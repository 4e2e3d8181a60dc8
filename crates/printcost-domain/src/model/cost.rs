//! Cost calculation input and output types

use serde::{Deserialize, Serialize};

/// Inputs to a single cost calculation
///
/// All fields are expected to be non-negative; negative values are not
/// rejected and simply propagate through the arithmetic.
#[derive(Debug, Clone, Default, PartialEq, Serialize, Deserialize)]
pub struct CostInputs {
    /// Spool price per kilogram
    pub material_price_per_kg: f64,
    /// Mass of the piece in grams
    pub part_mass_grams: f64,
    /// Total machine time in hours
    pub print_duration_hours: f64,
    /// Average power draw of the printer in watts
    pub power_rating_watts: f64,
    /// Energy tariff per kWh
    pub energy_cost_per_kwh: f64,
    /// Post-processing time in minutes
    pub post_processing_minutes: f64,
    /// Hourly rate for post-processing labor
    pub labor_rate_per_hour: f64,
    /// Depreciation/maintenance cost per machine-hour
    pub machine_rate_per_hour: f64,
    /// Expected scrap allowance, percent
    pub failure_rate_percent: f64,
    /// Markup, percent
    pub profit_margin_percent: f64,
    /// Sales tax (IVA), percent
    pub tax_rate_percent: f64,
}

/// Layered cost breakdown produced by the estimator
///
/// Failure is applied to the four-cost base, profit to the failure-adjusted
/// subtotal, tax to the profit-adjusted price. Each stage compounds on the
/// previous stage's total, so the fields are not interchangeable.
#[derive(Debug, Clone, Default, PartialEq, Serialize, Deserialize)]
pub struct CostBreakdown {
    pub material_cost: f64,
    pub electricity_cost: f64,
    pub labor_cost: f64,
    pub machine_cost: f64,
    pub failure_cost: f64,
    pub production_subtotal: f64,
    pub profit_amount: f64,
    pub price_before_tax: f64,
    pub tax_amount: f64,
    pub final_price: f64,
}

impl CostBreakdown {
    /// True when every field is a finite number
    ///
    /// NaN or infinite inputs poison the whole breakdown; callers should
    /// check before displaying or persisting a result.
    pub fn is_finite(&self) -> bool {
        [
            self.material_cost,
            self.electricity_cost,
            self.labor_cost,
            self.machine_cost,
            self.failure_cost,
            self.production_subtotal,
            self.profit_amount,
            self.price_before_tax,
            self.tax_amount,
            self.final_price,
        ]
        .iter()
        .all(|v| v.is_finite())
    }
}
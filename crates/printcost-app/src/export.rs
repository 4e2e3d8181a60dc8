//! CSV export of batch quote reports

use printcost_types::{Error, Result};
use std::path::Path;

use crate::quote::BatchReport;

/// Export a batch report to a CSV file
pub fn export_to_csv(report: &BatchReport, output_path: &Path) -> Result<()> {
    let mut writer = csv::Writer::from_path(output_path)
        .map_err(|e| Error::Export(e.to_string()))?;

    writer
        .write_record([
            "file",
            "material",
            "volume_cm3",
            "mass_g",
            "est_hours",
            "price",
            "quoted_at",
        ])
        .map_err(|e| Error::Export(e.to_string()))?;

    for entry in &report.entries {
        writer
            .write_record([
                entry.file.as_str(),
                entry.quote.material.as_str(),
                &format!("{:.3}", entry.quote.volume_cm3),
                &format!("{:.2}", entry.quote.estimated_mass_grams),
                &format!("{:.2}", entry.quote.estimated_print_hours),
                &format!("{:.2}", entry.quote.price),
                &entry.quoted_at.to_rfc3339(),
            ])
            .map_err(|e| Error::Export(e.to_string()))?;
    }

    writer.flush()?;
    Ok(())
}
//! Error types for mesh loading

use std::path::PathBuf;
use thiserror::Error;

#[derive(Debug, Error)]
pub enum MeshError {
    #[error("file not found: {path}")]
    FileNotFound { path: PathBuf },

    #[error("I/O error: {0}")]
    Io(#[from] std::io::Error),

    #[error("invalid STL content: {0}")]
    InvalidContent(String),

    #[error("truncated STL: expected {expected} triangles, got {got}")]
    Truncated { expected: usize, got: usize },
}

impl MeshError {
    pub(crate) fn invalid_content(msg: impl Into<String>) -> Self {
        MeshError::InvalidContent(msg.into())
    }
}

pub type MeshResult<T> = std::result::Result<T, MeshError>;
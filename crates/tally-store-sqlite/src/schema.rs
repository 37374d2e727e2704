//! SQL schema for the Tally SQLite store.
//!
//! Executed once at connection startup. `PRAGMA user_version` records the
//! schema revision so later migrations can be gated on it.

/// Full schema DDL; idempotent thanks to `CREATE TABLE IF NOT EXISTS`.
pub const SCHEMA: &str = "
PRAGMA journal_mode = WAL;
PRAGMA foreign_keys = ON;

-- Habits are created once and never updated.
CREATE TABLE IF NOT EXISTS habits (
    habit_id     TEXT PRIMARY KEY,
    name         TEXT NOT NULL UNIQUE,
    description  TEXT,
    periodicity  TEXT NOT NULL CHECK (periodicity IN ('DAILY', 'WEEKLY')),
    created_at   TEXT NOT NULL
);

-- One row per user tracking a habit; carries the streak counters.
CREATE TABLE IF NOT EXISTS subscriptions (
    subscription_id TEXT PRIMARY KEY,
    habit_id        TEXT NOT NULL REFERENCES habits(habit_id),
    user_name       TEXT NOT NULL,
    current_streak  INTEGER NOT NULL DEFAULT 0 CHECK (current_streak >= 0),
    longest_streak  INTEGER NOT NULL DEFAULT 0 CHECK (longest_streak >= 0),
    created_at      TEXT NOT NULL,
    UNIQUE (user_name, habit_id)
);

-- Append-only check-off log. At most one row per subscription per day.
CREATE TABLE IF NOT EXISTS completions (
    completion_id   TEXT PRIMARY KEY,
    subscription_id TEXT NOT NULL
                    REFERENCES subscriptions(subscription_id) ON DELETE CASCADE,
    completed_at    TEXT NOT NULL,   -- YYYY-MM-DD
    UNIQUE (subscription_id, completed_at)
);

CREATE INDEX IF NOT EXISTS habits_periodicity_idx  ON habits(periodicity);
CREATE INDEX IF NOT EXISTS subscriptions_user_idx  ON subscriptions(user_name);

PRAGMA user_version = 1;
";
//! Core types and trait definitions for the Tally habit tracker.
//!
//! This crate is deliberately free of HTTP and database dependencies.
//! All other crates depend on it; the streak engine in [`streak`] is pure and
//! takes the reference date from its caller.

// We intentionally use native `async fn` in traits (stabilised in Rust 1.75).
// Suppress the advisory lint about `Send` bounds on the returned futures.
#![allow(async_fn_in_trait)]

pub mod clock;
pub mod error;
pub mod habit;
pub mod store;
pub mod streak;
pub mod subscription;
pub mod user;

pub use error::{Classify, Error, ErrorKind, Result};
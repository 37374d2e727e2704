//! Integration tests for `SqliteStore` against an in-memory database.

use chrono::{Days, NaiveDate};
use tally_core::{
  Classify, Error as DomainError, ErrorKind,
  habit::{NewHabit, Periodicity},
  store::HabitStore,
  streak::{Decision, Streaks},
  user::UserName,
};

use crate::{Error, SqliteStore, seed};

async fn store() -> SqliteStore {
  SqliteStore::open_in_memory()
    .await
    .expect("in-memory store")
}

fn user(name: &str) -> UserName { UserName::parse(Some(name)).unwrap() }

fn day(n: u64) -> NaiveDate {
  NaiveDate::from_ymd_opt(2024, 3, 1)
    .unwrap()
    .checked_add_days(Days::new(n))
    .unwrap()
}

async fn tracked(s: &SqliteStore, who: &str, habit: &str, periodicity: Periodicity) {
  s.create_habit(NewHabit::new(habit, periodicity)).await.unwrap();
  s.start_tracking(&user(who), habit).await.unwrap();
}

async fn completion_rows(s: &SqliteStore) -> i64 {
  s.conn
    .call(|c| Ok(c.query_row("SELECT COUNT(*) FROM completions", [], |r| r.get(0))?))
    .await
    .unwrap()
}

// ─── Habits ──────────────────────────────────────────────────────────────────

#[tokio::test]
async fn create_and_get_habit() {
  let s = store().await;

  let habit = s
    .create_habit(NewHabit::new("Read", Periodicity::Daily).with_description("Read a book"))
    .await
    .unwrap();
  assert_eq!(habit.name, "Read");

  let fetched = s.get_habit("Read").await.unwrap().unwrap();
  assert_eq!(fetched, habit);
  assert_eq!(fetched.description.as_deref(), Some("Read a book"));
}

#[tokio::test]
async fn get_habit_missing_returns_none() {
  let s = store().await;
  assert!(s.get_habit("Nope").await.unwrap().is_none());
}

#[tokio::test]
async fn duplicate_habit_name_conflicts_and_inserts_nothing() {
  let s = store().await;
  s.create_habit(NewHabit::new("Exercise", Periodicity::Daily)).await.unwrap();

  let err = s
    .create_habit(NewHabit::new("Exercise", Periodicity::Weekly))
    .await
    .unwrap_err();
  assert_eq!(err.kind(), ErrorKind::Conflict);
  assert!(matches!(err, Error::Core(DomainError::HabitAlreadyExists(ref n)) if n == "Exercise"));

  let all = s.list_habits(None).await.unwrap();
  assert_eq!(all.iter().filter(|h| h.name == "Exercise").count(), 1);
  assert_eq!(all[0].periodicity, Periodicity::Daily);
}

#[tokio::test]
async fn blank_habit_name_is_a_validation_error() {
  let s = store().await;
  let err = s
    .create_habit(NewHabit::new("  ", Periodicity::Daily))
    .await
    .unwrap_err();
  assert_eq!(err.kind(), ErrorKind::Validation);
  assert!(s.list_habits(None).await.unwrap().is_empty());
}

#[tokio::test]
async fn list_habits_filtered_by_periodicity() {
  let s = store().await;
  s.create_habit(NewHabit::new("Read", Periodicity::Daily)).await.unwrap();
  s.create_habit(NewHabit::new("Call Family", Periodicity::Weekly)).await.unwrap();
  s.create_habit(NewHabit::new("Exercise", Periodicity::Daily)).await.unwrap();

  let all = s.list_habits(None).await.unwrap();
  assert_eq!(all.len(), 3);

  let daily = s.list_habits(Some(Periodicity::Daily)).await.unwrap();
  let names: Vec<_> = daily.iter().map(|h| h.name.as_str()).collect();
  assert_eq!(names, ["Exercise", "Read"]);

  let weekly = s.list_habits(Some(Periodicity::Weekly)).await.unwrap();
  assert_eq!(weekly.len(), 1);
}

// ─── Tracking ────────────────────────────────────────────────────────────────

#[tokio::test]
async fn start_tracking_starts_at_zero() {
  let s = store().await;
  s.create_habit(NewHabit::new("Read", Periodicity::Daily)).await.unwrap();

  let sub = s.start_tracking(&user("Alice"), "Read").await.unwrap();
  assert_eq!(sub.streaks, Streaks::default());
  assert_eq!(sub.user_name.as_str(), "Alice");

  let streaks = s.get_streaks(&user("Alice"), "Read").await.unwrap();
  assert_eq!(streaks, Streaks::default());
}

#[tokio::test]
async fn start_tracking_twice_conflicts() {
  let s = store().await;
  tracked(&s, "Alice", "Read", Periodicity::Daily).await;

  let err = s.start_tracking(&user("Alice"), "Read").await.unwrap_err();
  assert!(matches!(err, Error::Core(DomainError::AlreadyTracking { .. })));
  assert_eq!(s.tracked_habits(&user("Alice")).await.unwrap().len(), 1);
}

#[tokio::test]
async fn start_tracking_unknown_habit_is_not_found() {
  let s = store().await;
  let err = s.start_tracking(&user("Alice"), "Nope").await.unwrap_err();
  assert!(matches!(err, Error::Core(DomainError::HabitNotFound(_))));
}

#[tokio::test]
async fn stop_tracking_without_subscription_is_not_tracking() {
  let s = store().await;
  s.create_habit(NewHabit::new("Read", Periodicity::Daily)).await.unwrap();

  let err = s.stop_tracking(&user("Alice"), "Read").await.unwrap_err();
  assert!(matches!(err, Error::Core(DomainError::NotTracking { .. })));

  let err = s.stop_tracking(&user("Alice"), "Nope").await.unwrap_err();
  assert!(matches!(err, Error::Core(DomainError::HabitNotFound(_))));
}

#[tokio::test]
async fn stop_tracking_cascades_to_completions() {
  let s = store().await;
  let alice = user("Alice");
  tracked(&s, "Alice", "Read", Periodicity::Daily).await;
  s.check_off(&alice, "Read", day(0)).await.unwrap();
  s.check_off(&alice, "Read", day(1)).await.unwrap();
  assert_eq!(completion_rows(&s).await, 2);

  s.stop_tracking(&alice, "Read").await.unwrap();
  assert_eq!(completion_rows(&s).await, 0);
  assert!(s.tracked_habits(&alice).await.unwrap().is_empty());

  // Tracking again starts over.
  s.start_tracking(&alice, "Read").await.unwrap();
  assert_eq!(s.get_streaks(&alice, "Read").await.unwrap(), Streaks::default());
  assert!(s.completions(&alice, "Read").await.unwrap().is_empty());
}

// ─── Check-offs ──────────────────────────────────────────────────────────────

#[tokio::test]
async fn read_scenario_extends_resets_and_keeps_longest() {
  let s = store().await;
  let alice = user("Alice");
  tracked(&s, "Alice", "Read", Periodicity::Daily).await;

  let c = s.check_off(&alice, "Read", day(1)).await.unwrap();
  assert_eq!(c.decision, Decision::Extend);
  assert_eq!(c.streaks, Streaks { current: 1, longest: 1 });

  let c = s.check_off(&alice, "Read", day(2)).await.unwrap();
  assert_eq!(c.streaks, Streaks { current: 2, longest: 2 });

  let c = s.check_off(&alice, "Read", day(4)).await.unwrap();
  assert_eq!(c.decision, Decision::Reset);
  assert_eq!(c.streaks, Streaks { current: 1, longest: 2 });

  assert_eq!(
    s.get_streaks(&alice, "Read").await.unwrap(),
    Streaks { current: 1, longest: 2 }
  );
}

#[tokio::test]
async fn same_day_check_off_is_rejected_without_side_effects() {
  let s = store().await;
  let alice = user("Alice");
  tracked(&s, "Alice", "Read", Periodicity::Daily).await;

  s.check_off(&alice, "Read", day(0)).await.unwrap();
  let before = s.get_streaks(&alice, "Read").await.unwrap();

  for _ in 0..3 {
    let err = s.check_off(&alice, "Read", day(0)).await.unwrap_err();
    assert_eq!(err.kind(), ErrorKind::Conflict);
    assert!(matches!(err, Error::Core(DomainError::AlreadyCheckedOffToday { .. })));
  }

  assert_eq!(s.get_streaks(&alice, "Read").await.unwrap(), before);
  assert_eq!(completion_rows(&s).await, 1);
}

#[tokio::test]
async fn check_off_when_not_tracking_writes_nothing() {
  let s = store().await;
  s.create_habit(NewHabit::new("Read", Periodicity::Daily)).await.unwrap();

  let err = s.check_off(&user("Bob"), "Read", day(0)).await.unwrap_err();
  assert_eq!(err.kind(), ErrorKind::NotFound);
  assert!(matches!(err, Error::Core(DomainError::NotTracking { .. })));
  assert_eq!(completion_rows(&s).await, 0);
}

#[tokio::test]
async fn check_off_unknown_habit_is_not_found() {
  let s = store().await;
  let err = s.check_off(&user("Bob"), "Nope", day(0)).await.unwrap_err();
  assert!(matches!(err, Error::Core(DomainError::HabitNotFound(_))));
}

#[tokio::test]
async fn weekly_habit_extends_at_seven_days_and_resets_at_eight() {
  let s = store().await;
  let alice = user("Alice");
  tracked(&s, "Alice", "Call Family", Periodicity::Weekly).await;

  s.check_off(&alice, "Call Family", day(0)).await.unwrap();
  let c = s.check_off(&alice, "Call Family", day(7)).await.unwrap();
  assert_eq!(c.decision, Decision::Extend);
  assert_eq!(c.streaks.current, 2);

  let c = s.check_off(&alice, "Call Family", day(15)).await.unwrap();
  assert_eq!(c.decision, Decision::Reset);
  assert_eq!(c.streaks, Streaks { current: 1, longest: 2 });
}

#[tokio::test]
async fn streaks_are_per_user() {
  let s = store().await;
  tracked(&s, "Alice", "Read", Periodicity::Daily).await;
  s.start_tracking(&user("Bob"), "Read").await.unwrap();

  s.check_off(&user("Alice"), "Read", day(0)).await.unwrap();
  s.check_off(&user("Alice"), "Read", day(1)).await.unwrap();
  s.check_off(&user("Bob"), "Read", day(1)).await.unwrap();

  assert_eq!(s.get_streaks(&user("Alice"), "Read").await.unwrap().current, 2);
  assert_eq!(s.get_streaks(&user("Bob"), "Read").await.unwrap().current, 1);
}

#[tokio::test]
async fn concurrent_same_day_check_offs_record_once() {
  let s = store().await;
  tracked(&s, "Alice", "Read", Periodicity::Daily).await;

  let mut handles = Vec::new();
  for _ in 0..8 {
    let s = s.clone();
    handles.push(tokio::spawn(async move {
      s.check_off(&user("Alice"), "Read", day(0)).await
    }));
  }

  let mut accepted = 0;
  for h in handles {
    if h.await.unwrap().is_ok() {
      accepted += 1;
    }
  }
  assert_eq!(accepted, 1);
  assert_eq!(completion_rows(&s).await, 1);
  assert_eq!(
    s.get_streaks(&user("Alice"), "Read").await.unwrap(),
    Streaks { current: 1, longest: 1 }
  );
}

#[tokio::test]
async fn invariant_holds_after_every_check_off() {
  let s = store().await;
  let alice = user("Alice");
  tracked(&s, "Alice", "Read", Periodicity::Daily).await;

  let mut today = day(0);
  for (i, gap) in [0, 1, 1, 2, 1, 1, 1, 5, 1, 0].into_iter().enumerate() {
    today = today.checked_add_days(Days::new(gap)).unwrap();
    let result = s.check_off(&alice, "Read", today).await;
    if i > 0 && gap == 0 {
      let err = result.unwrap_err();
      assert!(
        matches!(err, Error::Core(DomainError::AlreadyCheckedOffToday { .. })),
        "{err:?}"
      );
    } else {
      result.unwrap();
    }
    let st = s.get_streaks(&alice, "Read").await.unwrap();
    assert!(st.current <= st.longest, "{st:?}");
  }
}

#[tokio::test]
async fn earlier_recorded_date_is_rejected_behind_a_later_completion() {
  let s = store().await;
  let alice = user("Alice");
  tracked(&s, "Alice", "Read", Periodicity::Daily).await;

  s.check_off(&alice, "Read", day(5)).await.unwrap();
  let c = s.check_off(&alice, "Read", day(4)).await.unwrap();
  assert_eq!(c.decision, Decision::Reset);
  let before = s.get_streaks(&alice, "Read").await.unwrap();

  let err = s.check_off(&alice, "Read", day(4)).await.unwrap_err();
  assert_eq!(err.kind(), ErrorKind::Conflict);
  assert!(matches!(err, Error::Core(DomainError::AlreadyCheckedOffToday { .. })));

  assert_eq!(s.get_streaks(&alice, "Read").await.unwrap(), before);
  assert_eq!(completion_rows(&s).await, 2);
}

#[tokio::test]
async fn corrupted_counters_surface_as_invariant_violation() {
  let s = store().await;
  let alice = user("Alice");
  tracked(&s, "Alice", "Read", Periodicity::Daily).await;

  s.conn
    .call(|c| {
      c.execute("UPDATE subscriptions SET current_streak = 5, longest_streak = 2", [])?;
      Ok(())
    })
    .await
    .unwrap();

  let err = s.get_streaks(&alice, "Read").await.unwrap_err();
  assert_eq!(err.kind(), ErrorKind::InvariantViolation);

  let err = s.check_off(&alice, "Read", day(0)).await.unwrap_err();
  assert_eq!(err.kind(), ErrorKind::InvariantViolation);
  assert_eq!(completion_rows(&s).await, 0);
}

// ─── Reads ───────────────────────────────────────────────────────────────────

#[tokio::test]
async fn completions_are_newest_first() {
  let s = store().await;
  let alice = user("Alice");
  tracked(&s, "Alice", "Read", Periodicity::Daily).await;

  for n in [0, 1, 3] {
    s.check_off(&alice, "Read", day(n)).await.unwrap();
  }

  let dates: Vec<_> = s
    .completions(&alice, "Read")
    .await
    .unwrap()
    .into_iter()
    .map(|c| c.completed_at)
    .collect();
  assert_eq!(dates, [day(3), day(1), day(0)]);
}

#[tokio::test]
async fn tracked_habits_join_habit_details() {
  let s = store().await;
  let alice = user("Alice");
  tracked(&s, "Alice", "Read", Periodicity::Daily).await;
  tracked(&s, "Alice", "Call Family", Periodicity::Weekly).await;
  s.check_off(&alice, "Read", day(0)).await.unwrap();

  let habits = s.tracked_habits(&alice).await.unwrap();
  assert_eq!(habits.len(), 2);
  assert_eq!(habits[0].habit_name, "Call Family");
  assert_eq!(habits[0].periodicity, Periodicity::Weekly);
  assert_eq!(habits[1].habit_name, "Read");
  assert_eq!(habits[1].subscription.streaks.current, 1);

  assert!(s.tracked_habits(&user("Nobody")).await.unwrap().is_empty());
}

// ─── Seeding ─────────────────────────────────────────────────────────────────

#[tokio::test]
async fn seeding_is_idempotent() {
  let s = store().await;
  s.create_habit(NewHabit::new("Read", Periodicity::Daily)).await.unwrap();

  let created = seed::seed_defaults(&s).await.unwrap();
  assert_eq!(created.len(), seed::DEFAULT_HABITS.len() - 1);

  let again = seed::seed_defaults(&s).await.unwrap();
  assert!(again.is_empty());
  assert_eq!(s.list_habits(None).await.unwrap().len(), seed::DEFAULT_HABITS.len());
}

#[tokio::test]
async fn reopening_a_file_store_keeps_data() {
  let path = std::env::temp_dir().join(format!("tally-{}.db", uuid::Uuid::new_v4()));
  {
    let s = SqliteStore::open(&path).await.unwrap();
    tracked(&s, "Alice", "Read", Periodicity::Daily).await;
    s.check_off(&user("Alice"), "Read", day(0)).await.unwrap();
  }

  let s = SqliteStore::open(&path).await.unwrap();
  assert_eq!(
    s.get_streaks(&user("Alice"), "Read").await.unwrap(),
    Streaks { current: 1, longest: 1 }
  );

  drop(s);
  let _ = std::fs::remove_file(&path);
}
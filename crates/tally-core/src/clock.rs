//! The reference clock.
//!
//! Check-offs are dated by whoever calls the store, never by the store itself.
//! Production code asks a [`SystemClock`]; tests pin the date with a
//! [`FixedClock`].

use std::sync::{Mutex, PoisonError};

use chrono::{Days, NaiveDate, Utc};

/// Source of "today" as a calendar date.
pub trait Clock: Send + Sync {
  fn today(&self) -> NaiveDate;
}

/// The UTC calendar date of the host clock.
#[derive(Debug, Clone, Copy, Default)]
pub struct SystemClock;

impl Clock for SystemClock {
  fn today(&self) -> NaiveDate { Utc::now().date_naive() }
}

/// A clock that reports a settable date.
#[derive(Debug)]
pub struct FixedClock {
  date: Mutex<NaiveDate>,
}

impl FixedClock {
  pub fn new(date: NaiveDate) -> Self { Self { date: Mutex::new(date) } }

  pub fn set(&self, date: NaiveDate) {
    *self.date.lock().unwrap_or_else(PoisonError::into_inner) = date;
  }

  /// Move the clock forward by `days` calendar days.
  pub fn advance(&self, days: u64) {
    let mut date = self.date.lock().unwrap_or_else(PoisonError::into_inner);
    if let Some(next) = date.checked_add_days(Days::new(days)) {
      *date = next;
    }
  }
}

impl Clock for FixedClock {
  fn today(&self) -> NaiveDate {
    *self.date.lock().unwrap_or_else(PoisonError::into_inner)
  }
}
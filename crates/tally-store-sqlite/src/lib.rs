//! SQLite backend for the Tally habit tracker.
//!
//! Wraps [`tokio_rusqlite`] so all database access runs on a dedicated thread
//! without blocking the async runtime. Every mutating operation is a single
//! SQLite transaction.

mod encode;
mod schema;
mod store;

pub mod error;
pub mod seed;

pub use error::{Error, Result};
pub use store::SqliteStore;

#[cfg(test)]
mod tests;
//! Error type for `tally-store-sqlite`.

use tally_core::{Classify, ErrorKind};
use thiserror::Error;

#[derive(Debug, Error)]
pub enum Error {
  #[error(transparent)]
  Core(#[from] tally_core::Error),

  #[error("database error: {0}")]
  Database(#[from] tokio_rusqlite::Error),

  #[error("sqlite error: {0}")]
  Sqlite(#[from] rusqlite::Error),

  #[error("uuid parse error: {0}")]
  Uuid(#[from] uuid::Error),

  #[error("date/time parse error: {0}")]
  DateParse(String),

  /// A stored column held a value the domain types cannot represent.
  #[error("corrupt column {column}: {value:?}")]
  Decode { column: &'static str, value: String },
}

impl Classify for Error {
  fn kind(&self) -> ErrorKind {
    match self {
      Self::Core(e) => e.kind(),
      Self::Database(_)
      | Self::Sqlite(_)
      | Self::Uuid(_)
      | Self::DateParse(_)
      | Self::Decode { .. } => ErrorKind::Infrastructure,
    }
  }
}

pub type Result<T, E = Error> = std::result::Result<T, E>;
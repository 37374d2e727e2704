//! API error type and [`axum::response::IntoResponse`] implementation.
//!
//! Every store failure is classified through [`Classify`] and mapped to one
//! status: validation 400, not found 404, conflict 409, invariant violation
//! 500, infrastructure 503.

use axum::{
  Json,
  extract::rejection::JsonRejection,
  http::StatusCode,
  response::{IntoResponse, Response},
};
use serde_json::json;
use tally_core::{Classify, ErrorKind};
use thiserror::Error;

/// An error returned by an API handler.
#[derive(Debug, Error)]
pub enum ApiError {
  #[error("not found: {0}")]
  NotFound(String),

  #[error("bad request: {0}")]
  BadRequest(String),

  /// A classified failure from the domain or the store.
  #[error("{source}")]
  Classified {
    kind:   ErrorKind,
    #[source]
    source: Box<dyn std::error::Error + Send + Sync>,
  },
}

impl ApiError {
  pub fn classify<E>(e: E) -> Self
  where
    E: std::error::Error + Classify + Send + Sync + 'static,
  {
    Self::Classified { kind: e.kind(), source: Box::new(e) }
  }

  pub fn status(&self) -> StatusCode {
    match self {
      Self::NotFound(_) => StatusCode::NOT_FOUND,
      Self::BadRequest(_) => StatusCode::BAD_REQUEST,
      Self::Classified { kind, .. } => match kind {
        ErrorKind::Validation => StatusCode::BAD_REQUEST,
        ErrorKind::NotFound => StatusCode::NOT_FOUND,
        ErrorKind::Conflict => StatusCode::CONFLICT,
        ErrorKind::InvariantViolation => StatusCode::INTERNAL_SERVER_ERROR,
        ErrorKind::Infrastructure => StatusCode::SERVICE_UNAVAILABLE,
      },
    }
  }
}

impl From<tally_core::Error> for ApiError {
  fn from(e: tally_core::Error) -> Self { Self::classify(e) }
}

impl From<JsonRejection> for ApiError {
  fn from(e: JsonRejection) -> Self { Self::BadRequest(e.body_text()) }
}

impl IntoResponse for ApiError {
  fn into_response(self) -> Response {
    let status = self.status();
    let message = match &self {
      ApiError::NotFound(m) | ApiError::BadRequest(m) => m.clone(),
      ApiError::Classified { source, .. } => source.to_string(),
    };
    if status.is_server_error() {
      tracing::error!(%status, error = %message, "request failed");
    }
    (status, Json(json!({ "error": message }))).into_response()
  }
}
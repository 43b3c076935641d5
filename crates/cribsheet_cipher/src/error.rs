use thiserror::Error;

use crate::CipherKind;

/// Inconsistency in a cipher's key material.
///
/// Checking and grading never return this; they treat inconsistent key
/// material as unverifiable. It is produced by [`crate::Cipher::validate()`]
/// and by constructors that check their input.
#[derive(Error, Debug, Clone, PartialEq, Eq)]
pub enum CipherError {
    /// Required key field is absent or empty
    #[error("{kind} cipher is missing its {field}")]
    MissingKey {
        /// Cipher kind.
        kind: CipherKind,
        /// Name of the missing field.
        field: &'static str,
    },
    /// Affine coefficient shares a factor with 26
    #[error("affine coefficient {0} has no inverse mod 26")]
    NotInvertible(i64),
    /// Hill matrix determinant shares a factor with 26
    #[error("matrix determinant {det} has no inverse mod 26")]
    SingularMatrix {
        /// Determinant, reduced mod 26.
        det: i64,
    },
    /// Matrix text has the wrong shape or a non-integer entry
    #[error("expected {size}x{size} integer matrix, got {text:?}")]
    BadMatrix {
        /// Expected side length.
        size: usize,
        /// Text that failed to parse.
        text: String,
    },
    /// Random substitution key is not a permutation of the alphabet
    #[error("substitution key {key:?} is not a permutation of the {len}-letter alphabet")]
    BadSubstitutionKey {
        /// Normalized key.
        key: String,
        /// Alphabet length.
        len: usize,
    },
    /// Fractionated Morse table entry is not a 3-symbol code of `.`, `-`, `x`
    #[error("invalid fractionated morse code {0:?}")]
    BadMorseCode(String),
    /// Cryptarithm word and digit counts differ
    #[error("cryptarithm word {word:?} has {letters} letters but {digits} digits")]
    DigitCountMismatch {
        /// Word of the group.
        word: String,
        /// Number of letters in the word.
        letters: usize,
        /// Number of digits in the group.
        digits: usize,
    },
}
──────────────────────────────
Scan the material above for the string "adjusted" and report each line where you find it.

/// Failure is applied to the four-cost base, profit to the failure-adjusted
/// subtotal, tax to the profit-adjusted price. Each stage compounds on the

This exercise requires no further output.